START Input

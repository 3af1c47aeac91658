use std::path::PathBuf;

use anyhow::{Context, Result};
use clap::{Parser, Subcommand, ValueEnum};
use idpscim_sync::SyncConfig;
use tokio_util::sync::CancellationToken;
use tracing::{info, warn};
use tracing_subscriber::EnvFilter;

#[derive(Debug, Parser)]
#[command(name = "idpscim")]
#[command(about = "Keep a SCIM target's groups and users in step with the identity provider")]
struct Cli {
    /// YAML configuration file; `IDPSCIM_*` environment variables override it.
    #[arg(long, global = true, env = "IDPSCIM_CONFIG")]
    config: Option<PathBuf>,

    #[arg(long, global = true, value_enum, default_value_t = LogFormat::Text)]
    log_format: LogFormat,

    #[command(subcommand)]
    command: Option<Commands>,
}

#[derive(Debug, Clone, Copy, ValueEnum)]
enum LogFormat {
    Text,
    Json,
}

#[derive(Debug, Subcommand)]
enum Commands {
    /// Run one reconciliation and print its summary.
    Sync,
    /// Run reconciliations on the configured cron schedule until interrupted.
    Schedule,
    /// Print a summary of the persisted snapshot.
    State,
    /// Validate the configuration and exit.
    CheckConfig,
}

fn init_tracing(format: LogFormat) {
    let filter = EnvFilter::try_from_default_env().unwrap_or_else(|_| EnvFilter::new("info"));
    let builder = tracing_subscriber::fmt().with_env_filter(filter).with_target(false);
    match format {
        LogFormat::Text => builder.init(),
        LogFormat::Json => builder.json().init(),
    }
}

/// Cancel `token` on Ctrl-C so an interrupted run never persists a partial snapshot.
fn cancel_on_ctrl_c(token: CancellationToken) {
    tokio::spawn(async move {
        if tokio::signal::ctrl_c().await.is_ok() {
            warn!("interrupt received; cancelling");
            token.cancel();
        }
    });
}

#[tokio::main]
async fn main() -> Result<()> {
    let cli = Cli::parse();
    init_tracing(cli.log_format);

    let config = SyncConfig::load(cli.config.as_deref()).context("loading configuration")?;

    match cli.command.unwrap_or(Commands::Sync) {
        Commands::Sync => {
            let cancel = CancellationToken::new();
            cancel_on_ctrl_c(cancel.clone());
            let report = idpscim_sync::run_sync_once(&config, cancel).await?;
            println!(
                "sync complete: run_id={} changed={} persisted={} groups(+{} ~{} -{} adopted {}) users(+{} ~{} -{} adopted {}) members(+{} -{}) patches={}",
                report.run_id,
                report.changed,
                report.persisted,
                report.groups.created,
                report.groups.updated,
                report.groups.deleted,
                report.groups.adopted,
                report.users.created,
                report.users.updated,
                report.users.deleted,
                report.users.adopted,
                report.members_added,
                report.members_removed,
                report.patches_sent,
            );
        }
        Commands::Schedule => {
            config.validate().context("validating configuration")?;
            let cancel = CancellationToken::new();
            let mut sched = idpscim_sync::maybe_build_scheduler(config.clone(), cancel.clone())
                .await?
                .context("scheduler is disabled; set IDPSCIM_SCHEDULER_ENABLED=true")?;
            sched.start().await.context("starting scheduler")?;
            info!(cron = %config.sync_cron, "scheduler running");

            tokio::signal::ctrl_c()
                .await
                .context("waiting for interrupt")?;
            warn!("interrupt received; stopping scheduler");
            cancel.cancel();
            sched.shutdown().await.context("stopping scheduler")?;
        }
        Commands::State => match idpscim_sync::load_state(&config).await? {
            Some(state) => println!(
                "state: schema={} code={} last_sync={} fingerprint={} groups={} users={} memberships={}",
                state.schema_version,
                state.code_version,
                state.last_sync.to_rfc3339(),
                state.fingerprint,
                state.groups.items,
                state.users.items,
                state.group_members.items,
            ),
            None => println!("state: none persisted yet"),
        },
        Commands::CheckConfig => {
            config.validate()?;
            println!(
                "configuration ok: state={:?} bucket={} key={} filters={} order={}",
                config.state_backend,
                config.state_bucket,
                config.state_key,
                config.group_filters.len(),
                config.apply_order,
            );
        }
    }

    Ok(())
}
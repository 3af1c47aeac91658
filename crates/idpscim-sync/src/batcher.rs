//! Split a group's member changes into PATCH requests the target will accept.

use idpscim_core::{GroupPatch, GroupRef, Member, MemberValue, PatchOp, PatchOperation, PatchRequest};

/// Largest member list the target accepts in one PATCH operation.
pub const MAX_MEMBERS_PER_PATCH: usize = 100;

/// Produce `ceil(N / max)` patches addressed to `group`, each carrying one
/// `members` operation with at most `max` values, in input order.
///
/// `max` is clamped to at least 1. An empty `members` slice yields no patches.
pub fn batch_member_patches(
    group: &GroupRef,
    op: PatchOp,
    members: &[Member],
    max: usize,
) -> Vec<GroupPatch> {
    members
        .chunks(max.max(1))
        .map(|chunk| GroupPatch {
            group: group.clone(),
            request: PatchRequest::single(PatchOperation {
                op,
                path: "members".to_string(),
                value: chunk
                    .iter()
                    .map(|member| MemberValue::new(member.scimid.clone()))
                    .collect(),
            }),
        })
        .collect()
}

#[cfg(test)]
mod tests {
    use super::*;
    use idpscim_core::patch::PATCH_OP_SCHEMA;

    fn group() -> GroupRef {
        GroupRef {
            scimid: "scim-g1".into(),
            display_name: "Engineering".into(),
        }
    }

    fn members(n: usize) -> Vec<Member> {
        (0..n)
            .map(|i| Member {
                ipid: format!("u{i:04}"),
                scimid: format!("scim-u{i:04}"),
                user_name: format!("user{i}@example.com"),
            })
            .collect()
    }

    fn values(patches: &[GroupPatch]) -> Vec<String> {
        patches
            .iter()
            .flat_map(|p| p.request.operations.iter())
            .flat_map(|op| op.value.iter().map(|v| v.value.clone()))
            .collect()
    }

    #[test]
    fn single_member_fits_one_patch() {
        let patches = batch_member_patches(&group(), PatchOp::Add, &members(1), MAX_MEMBERS_PER_PATCH);
        assert_eq!(patches.len(), 1);
        assert_eq!(patches[0].member_count(), 1);
        assert_eq!(patches[0].request.schemas, vec![PATCH_OP_SCHEMA.to_string()]);
        assert_eq!(patches[0].request.operations[0].path, "members");
    }

    #[test]
    fn hundred_twenty_members_split_into_hundred_and_twenty() {
        let input = members(120);
        let patches = batch_member_patches(&group(), PatchOp::Remove, &input, MAX_MEMBERS_PER_PATCH);
        let sizes: Vec<_> = patches.iter().map(GroupPatch::member_count).collect();
        assert_eq!(sizes, vec![100, 20]);
        assert!(patches.iter().all(|p| p.group == group()));
        assert!(patches
            .iter()
            .all(|p| p.request.operations.iter().all(|op| op.op == PatchOp::Remove)));

        let expected: Vec<_> = input.iter().map(|m| m.scimid.clone()).collect();
        assert_eq!(values(&patches), expected);
    }

    #[test]
    fn exact_multiple_has_no_empty_tail() {
        let patches = batch_member_patches(&group(), PatchOp::Add, &members(200), 100);
        assert_eq!(patches.len(), 2);
        assert!(patches.iter().all(|p| p.member_count() == 100));
    }

    #[test]
    fn no_members_means_no_patches() {
        assert!(batch_member_patches(&group(), PatchOp::Add, &[], MAX_MEMBERS_PER_PATCH).is_empty());
    }

    #[test]
    fn zero_limit_is_clamped_to_one() {
        let patches = batch_member_patches(&group(), PatchOp::Add, &members(3), 0);
        assert_eq!(patches.len(), 3);
        assert!(patches.iter().all(|p| p.member_count() == 1));
    }
}
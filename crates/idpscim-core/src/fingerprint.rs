//! Deterministic content fingerprints.
//!
//! A fingerprint is the hex SHA-256 of a canonical JSON view of an entity. The
//! view leaves out everything the provisioning target assigns (`scimid`) and
//! the stored fingerprint itself, and sorts every multi-valued attribute so
//! that construction order never changes the result.

use serde::Serialize;
use sha2::{Digest, Sha256};

use crate::model::{Group, GroupMembers, User};

pub fn sha256_hex(bytes: &[u8]) -> String {
    let mut hasher = Sha256::new();
    hasher.update(bytes);
    hex::encode(hasher.finalize())
}

fn hash_view<T: Serialize>(view: &T) -> String {
    // Serializing plain structs of strings/bools/vecs cannot fail.
    let bytes = serde_json::to_vec(view).unwrap_or_default();
    sha256_hex(&bytes)
}

/// Hash an already-ordered list of fingerprints into one aggregate value.
pub fn combine<'a>(fingerprints: impl IntoIterator<Item = &'a str>) -> String {
    let mut hasher = Sha256::new();
    for fingerprint in fingerprints {
        hasher.update(fingerprint.as_bytes());
        hasher.update(b"\n");
    }
    hex::encode(hasher.finalize())
}

/// Hash a collection of fingerprints independently of their order.
pub fn combine_unordered<'a>(fingerprints: impl IntoIterator<Item = &'a str>) -> String {
    let mut sorted: Vec<&str> = fingerprints.into_iter().collect();
    sorted.sort_unstable();
    combine(sorted)
}

pub trait Fingerprint {
    fn compute_fingerprint(&self) -> String;
}

impl Fingerprint for User {
    fn compute_fingerprint(&self) -> String {
        let mut view = self.clone();
        view.scimid.clear();
        view.fingerprint.clear();
        view.emails.sort();
        view.addresses.sort();
        view.phone_numbers.sort();
        hash_view(&view)
    }
}

#[derive(Serialize)]
struct GroupView<'a> {
    ipid: &'a str,
    display_name: &'a str,
    email: Option<&'a str>,
}

impl Fingerprint for Group {
    fn compute_fingerprint(&self) -> String {
        hash_view(&GroupView {
            ipid: &self.ipid,
            display_name: &self.display_name,
            email: self.email.as_deref(),
        })
    }
}

#[derive(Serialize)]
struct GroupMembersView<'a> {
    group: &'a str,
    members: Vec<&'a str>,
}

impl Fingerprint for GroupMembers {
    fn compute_fingerprint(&self) -> String {
        let mut members: Vec<&str> = self.members.iter().map(|m| m.ipid.as_str()).collect();
        members.sort_unstable();
        members.dedup();
        hash_view(&GroupMembersView {
            group: &self.group.ipid,
            members,
        })
    }
}

#[cfg(test)]
mod tests {
    use super::*;
    use crate::model::{Address, Email, Member, PhoneNumber, Resource};

    fn sample_user() -> User {
        let mut user = User::new(
            "103",
            "ana@example.com",
            "Ana Lima",
            true,
            vec![
                Email::primary("ana@example.com"),
                Email::secondary("ana.lima@example.com", Some("home".into())),
            ],
        );
        user.phone_numbers = vec![
            PhoneNumber {
                value: "+1 555 0100".into(),
                kind: Some("work".into()),
            },
            PhoneNumber {
                value: "+1 555 0199".into(),
                kind: Some("mobile".into()),
            },
        ];
        user.addresses = vec![Address {
            locality: Some("Lisbon".into()),
            ..Default::default()
        }];
        user.refresh_fingerprint();
        user
    }

    #[test]
    fn sha256_is_stable() {
        assert_eq!(
            sha256_hex(b"hello world"),
            "b94d27b9934d3e08a52e52d7da7dabfac484efe37a5380ee9088f7ace2efcde9"
        );
    }

    #[test]
    fn repeated_calls_agree() {
        let user = sample_user();
        assert_eq!(user.compute_fingerprint(), user.compute_fingerprint());
        assert_eq!(user.fingerprint, user.compute_fingerprint());
    }

    #[test]
    fn construction_order_does_not_matter() {
        let a = sample_user();
        let mut b = sample_user();
        b.emails.reverse();
        b.phone_numbers.reverse();
        b.refresh_fingerprint();
        assert_eq!(a.fingerprint, b.fingerprint);
    }

    #[test]
    fn provisioning_id_is_ignored() {
        let a = sample_user();
        let mut b = sample_user();
        b.scimid = "9f1c-scim".into();
        assert_eq!(a.compute_fingerprint(), b.compute_fingerprint());

        let mut g = Group::new("g1", "Admins", Some("admins@example.com".into()));
        let before = g.compute_fingerprint();
        g.scimid = "abc".into();
        assert_eq!(before, g.compute_fingerprint());
    }

    #[test]
    fn content_changes_are_detected() {
        let a = sample_user();
        let mut b = sample_user();
        b.active = false;
        assert_ne!(a.fingerprint, b.compute_fingerprint());

        let g = Group::new("g1", "Admins", None);
        let renamed = Group::new("g1", "Administrators", None);
        assert_ne!(g.fingerprint, renamed.fingerprint);
    }

    #[test]
    fn membership_fingerprint_ignores_member_order_and_ids() {
        let member = |id: &str, scimid: &str| Member {
            ipid: id.into(),
            scimid: scimid.into(),
            user_name: format!("{id}@example.com"),
        };
        let group = Group::new("g1", "Admins", None);
        let a = GroupMembers::new(group.clone(), vec![member("u1", ""), member("u2", "")]);
        let mut b = GroupMembers {
            group: group.clone(),
            members: vec![member("u2", "s2"), member("u1", "s1")],
            fingerprint: String::new(),
        };
        b.refresh_fingerprint();
        assert_eq!(a.fingerprint, b.fingerprint);

        let c = GroupMembers::new(group, vec![member("u1", "")]);
        assert_ne!(a.fingerprint, c.fingerprint);
    }

    #[test]
    fn unordered_combination_is_order_independent() {
        assert_eq!(
            combine_unordered(["b", "a", "c"]),
            combine_unordered(["c", "b", "a"])
        );
        assert_ne!(combine(["a", "b"]), combine(["b", "a"]));
    }
}
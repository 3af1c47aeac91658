//! Resolve the run's credentials before any directory or target call is made.

use crate::config::{ConfigError, SecretSource, SyncConfig};

#[derive(Clone)]
pub struct ResolvedSecrets {
    pub directory_token: String,
    pub scim_token: String,
    pub state_token: Option<String>,
}

impl std::fmt::Debug for ResolvedSecrets {
    fn fmt(&self, f: &mut std::fmt::Formatter<'_>) -> std::fmt::Result {
        f.debug_struct("ResolvedSecrets").finish_non_exhaustive()
    }
}

/// Inline values win over files; file contents are trimmed.
pub async fn resolve_secret(
    name: &'static str,
    source: &SecretSource,
) -> Result<Option<String>, ConfigError> {
    if let Some(value) = source.value.as_deref().map(str::trim).filter(|v| !v.is_empty()) {
        return Ok(Some(value.to_string()));
    }
    let Some(path) = &source.file else {
        return Ok(None);
    };
    let text = tokio::fs::read_to_string(path)
        .await
        .map_err(|source| ConfigError::SecretFile {
            name,
            path: path.clone(),
            source,
        })?;
    Ok(Some(text.trim().to_string()).filter(|v| !v.is_empty()))
}

async fn resolve_required(name: &'static str, source: &SecretSource) -> Result<String, ConfigError> {
    resolve_secret(name, source)
        .await?
        .ok_or(ConfigError::Missing(name))
}

/// Fetch all secrets concurrently; the first failure aborts the others.
pub async fn resolve_secrets(config: &SyncConfig) -> Result<ResolvedSecrets, ConfigError> {
    let (directory_token, scim_token, state_token) = tokio::try_join!(
        resolve_required("directory_token", &config.directory_token),
        resolve_required("scim_token", &config.scim_token),
        resolve_secret("state_token", &config.state_token),
    )?;
    Ok(ResolvedSecrets {
        directory_token,
        scim_token,
        state_token,
    })
}

#[cfg(test)]
mod tests {
    use super::*;
    use std::path::PathBuf;

    fn config_with(directory: SecretSource, scim: SecretSource) -> SyncConfig {
        SyncConfig {
            directory_token: directory,
            scim_token: scim,
            ..SyncConfig::default()
        }
    }

    #[tokio::test]
    async fn inline_and_file_secrets_resolve_together() {
        let dir = tempfile::tempdir().expect("tempdir");
        let scim_file = dir.path().join("scim-token");
        std::fs::write(&scim_file, "scim-secret\n").expect("write");

        let config = config_with(
            SecretSource {
                value: Some("google-token".into()),
                file: None,
            },
            SecretSource {
                value: None,
                file: Some(scim_file),
            },
        );
        let secrets = resolve_secrets(&config).await.expect("resolved");
        assert_eq!(secrets.directory_token, "google-token");
        assert_eq!(secrets.scim_token, "scim-secret");
        assert_eq!(secrets.state_token, None);
    }

    #[tokio::test]
    async fn unreadable_secret_file_fails_the_whole_resolution() {
        let config = config_with(
            SecretSource {
                value: Some("google-token".into()),
                file: None,
            },
            SecretSource {
                value: None,
                file: Some(PathBuf::from("/definitely/not/here/scim-token")),
            },
        );
        let err = resolve_secrets(&config).await.expect_err("missing file");
        assert!(matches!(err, ConfigError::SecretFile { name: "scim_token", .. }));
    }

    #[tokio::test]
    async fn absent_required_secret_is_reported_by_name() {
        let config = config_with(SecretSource::default(), SecretSource::default());
        let err = resolve_secrets(&config).await.expect_err("nothing configured");
        assert!(matches!(err, ConfigError::Missing("directory_token")));
    }
}
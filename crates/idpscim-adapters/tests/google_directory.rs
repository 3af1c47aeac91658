use std::sync::Arc;
use std::time::Duration;

use idpscim_adapters::{DirectoryAdapter, GoogleDirectoryClient, GoogleDirectoryConfig};
use idpscim_storage::{BackoffPolicy, HttpClientConfig, HttpFetcher};
use serde_json::json;
use wiremock::matchers::{header, method, path, query_param};
use wiremock::{Mock, MockServer, ResponseTemplate};

fn client(server: &MockServer) -> GoogleDirectoryClient {
    let http = HttpFetcher::new(HttpClientConfig {
        backoff: BackoffPolicy {
            max_retries: 1,
            base_delay: Duration::from_millis(1),
            max_delay: Duration::from_millis(2),
        },
        ..Default::default()
    })
    .expect("fetcher");
    GoogleDirectoryClient::new(
        Arc::new(http),
        GoogleDirectoryConfig {
            base_url: server.uri(),
            customer: GoogleDirectoryConfig::DEFAULT_CUSTOMER.to_string(),
            access_token: "token-1".into(),
        },
    )
}

#[tokio::test]
async fn list_groups_follows_page_tokens_and_passes_filter() {
    let server = MockServer::start().await;
    Mock::given(method("GET"))
        .and(path("/admin/directory/v1/groups"))
        .and(header("authorization", "Bearer token-1"))
        .and(query_param("query", "email:aws-*"))
        .and(query_param("pageToken", "p2"))
        .respond_with(ResponseTemplate::new(200).set_body_json(json!({
            "groups": [{"id": "g2", "email": "aws-ops@example.com", "name": "AWS Ops"}]
        })))
        .expect(1)
        .mount(&server)
        .await;
    Mock::given(method("GET"))
        .and(path("/admin/directory/v1/groups"))
        .and(query_param("customer", "my_customer"))
        .and(query_param("query", "email:aws-*"))
        .respond_with(ResponseTemplate::new(200).set_body_json(json!({
            "groups": [{"id": "g1", "email": "aws-dev@example.com", "name": "AWS Dev"}],
            "nextPageToken": "p2"
        })))
        .up_to_n_times(1)
        .expect(1)
        .mount(&server)
        .await;

    let groups = client(&server)
        .list_groups(Some("email:aws-*"))
        .await
        .expect("groups");
    let names: Vec<_> = groups.iter().map(|g| g.display_name.as_str()).collect();
    assert_eq!(names, vec!["AWS Dev", "AWS Ops"]);
    assert!(groups.iter().all(|g| !g.fingerprint.is_empty()));
}

#[tokio::test]
async fn group_members_keep_only_users() {
    let server = MockServer::start().await;
    Mock::given(method("GET"))
        .and(path("/admin/directory/v1/groups/g1/members"))
        .respond_with(ResponseTemplate::new(200).set_body_json(json!({
            "members": [
                {"id": "u1", "email": "ana@example.com", "type": "USER", "status": "ACTIVE"},
                {"id": "g9", "email": "nested@example.com", "type": "GROUP"},
                {"id": "c1", "email": "everyone@example.com", "type": "CUSTOMER"},
                {"id": "u2", "email": "bo@example.com", "type": "USER"}
            ]
        })))
        .expect(1)
        .mount(&server)
        .await;

    let members = client(&server)
        .list_group_members("g1")
        .await
        .expect("members");
    let ids: Vec<_> = members.iter().map(|m| m.ipid.as_str()).collect();
    assert_eq!(ids, vec!["u1", "u2"]);
    assert_eq!(members[0].user_name, "ana@example.com");
}

#[tokio::test]
async fn get_user_maps_full_projection() {
    let server = MockServer::start().await;
    Mock::given(method("GET"))
        .and(path("/admin/directory/v1/users/u1"))
        .and(query_param("projection", "full"))
        .respond_with(ResponseTemplate::new(200).set_body_json(json!({
            "id": "u1",
            "primaryEmail": "ana@example.com",
            "name": {"givenName": "Ana", "familyName": "Lima", "fullName": "Ana Lima"},
            "suspended": true,
            "emails": [{"address": "ana@example.com", "primary": true}],
            "phones": [{"value": "+1 555 0100", "type": "work"}]
        })))
        .expect(1)
        .mount(&server)
        .await;

    let user = client(&server).get_user("u1").await.expect("user");
    assert_eq!(user.user_name, "ana@example.com");
    assert_eq!(user.display_name, "Ana Lima");
    assert!(!user.active);
    assert_eq!(user.phone_numbers.len(), 1);
}

#[tokio::test]
async fn directory_errors_surface_status() {
    let server = MockServer::start().await;
    Mock::given(method("GET"))
        .respond_with(ResponseTemplate::new(403).set_body_string("forbidden"))
        .expect(1)
        .mount(&server)
        .await;

    let err = client(&server)
        .list_users(None)
        .await
        .expect_err("forbidden");
    assert!(err.to_string().contains("403"));
}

END Input

Exercise description: Select and copy each line from the data that includes the word "kind".

Result of this exercise:
                kind: Some("work".into()),
                kind: Some("mobile".into()),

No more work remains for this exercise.